* **What this task involves**: Look through the entries below and report every line that has "filename".

Stored data entries
--
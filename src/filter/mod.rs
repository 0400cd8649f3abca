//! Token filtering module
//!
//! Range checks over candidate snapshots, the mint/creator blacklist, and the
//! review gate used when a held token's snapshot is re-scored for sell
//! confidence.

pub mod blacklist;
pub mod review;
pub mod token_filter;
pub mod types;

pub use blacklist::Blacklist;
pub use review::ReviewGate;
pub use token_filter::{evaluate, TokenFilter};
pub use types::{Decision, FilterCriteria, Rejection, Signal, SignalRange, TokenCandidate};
--
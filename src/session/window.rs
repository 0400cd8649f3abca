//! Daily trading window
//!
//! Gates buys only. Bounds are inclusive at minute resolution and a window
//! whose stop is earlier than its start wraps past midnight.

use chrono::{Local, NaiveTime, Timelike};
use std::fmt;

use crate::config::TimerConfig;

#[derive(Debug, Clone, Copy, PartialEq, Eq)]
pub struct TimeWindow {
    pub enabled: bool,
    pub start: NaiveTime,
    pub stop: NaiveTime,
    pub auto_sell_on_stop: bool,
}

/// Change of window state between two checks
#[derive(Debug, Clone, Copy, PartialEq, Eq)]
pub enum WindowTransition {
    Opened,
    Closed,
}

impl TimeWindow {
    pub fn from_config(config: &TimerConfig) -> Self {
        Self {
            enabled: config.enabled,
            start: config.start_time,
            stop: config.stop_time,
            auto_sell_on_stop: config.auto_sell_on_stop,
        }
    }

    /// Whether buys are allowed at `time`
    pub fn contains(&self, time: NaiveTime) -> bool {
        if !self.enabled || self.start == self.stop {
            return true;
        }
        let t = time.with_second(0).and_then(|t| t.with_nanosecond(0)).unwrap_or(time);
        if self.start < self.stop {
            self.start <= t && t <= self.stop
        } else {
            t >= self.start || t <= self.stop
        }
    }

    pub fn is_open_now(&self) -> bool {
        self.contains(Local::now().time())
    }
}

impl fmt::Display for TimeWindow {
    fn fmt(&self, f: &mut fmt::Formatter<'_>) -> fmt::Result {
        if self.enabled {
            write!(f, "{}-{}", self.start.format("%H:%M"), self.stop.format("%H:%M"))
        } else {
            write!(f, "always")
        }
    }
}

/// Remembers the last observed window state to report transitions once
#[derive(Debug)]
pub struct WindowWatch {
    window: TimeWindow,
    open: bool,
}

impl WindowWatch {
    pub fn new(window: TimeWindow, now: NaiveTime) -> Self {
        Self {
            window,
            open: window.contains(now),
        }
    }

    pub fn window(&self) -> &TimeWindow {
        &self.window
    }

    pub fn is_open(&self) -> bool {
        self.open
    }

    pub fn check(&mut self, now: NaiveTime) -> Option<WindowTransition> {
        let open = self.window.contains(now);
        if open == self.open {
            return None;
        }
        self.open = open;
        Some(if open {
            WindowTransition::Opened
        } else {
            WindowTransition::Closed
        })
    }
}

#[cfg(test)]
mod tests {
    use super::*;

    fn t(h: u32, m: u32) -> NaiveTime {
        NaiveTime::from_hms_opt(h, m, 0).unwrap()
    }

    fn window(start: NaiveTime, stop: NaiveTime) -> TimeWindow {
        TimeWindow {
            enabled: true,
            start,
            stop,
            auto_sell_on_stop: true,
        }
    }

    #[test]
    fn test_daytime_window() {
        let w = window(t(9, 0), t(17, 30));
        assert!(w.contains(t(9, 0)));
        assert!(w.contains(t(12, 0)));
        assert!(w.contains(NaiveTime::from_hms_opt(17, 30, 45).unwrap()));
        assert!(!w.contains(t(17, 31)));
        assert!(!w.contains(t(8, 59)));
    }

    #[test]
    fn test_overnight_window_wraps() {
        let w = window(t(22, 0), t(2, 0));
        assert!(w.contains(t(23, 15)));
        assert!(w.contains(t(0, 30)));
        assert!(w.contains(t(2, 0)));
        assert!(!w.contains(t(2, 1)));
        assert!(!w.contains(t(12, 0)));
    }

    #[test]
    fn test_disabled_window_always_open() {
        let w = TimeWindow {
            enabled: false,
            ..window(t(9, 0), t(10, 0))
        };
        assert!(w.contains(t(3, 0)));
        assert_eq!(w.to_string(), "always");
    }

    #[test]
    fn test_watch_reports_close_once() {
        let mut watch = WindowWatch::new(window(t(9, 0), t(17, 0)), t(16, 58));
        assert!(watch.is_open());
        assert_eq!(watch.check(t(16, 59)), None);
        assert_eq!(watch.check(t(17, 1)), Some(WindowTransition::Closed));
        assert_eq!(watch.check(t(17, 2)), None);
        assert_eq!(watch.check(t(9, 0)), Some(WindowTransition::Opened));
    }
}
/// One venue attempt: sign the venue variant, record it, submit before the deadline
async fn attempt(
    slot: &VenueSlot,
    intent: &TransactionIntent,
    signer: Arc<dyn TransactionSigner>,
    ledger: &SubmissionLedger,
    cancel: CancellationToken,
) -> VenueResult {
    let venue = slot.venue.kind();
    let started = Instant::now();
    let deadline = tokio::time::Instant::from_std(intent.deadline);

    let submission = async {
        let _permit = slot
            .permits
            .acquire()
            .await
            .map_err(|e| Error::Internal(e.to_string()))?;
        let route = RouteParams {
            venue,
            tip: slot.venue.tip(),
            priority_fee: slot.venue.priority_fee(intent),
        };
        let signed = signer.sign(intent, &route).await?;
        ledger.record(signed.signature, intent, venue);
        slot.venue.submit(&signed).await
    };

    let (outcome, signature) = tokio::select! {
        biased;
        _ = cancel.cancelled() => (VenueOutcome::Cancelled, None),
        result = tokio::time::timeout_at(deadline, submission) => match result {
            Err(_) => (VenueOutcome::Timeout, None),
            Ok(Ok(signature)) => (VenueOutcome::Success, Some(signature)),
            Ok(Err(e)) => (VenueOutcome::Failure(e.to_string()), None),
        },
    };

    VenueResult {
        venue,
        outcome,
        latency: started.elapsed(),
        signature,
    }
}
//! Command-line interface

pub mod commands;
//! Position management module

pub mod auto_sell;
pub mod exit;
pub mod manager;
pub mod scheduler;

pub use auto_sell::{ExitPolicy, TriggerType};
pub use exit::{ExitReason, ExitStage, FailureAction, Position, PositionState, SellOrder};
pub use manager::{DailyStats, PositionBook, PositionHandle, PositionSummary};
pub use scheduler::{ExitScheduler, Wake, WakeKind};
--
* **Your solution**:
filename src/filter/mod.rs
filename src/session/window.rs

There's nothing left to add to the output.